*Exercise description*.
Copy precisely the first line of the material below and every later line, stopping with the line that contains "was closed against.".
:: Given data
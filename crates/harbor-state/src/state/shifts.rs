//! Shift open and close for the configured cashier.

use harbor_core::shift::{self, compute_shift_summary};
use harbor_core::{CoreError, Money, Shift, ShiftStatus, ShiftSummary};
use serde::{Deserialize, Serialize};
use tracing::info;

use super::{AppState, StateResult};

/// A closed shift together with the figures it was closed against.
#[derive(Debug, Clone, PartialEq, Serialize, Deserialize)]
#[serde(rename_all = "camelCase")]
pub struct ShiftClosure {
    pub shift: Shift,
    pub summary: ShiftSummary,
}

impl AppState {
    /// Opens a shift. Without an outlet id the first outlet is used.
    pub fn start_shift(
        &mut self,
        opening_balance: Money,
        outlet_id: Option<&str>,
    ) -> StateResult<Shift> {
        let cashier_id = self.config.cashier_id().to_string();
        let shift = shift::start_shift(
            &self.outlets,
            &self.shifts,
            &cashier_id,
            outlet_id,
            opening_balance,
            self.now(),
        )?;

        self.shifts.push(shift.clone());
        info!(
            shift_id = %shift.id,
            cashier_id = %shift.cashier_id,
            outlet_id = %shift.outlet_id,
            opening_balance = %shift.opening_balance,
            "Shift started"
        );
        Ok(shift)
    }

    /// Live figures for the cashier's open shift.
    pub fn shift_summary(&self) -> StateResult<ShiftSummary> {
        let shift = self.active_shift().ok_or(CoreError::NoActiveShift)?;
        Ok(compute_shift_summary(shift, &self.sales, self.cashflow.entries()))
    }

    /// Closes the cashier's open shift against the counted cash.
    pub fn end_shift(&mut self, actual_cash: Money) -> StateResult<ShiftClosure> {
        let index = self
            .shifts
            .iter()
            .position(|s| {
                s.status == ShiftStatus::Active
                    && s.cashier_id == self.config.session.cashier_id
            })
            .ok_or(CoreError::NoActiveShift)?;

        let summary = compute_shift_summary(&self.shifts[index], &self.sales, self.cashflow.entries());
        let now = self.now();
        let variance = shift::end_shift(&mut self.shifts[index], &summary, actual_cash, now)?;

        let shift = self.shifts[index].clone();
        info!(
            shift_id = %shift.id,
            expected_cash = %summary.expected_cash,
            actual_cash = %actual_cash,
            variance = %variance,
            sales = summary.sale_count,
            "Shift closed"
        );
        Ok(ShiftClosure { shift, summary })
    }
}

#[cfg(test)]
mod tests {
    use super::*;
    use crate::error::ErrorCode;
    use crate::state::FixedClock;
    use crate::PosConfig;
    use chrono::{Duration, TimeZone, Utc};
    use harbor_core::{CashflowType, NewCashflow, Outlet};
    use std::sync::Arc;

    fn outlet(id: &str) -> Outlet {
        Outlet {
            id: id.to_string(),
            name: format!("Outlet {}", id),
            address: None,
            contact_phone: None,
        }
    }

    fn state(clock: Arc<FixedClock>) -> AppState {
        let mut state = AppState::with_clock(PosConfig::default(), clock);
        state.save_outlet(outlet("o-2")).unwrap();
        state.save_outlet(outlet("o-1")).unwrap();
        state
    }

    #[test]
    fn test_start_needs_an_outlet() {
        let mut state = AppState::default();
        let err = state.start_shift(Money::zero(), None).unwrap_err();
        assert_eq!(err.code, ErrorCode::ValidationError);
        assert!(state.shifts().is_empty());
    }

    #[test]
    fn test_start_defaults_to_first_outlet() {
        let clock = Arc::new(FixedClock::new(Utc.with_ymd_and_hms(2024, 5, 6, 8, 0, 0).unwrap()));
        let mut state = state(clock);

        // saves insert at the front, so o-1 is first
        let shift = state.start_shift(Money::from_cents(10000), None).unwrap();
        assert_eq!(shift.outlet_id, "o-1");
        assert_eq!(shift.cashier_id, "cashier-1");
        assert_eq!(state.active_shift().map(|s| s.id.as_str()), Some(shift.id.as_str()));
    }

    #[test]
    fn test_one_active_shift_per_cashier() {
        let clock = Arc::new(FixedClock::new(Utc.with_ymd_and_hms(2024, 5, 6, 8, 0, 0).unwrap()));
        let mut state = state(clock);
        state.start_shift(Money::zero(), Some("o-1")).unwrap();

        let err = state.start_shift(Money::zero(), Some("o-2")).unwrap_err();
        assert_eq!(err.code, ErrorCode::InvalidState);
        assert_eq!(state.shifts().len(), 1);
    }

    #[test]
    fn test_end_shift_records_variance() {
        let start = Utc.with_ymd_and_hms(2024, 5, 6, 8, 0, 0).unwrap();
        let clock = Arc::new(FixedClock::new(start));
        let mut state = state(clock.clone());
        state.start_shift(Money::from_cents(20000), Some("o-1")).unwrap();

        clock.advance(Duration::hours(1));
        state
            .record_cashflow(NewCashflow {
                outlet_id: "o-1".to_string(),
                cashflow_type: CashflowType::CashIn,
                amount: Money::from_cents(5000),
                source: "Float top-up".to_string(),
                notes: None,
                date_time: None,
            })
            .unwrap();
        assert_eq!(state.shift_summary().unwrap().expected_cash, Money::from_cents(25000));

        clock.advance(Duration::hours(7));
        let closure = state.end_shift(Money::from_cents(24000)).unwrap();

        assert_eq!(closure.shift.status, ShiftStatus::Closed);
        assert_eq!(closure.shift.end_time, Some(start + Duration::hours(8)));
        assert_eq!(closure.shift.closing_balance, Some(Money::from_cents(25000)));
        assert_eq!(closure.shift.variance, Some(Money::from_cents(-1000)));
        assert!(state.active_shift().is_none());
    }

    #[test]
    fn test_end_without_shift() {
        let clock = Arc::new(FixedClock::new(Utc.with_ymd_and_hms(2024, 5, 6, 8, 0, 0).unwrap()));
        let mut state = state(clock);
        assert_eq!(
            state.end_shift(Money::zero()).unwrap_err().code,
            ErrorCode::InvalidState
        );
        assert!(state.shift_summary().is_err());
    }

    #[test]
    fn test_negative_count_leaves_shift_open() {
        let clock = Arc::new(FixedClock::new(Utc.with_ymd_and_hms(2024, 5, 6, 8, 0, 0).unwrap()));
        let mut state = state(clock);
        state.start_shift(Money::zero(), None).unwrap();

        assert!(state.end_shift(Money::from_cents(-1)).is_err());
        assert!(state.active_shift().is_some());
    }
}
::::
*Answer space*.
filename crates/harbor-state/src/state/shifts.rs
//! Shift open and close for the configured cashier.

use harbor_core::shift::{self, compute_shift_summary};
use harbor_core::{CoreError, Money, Shift, ShiftStatus, ShiftSummary};
use serde::{Deserialize, Serialize};
use tracing::info;

use super::{AppState, StateResult};

/// A closed shift together with the figures it was closed against.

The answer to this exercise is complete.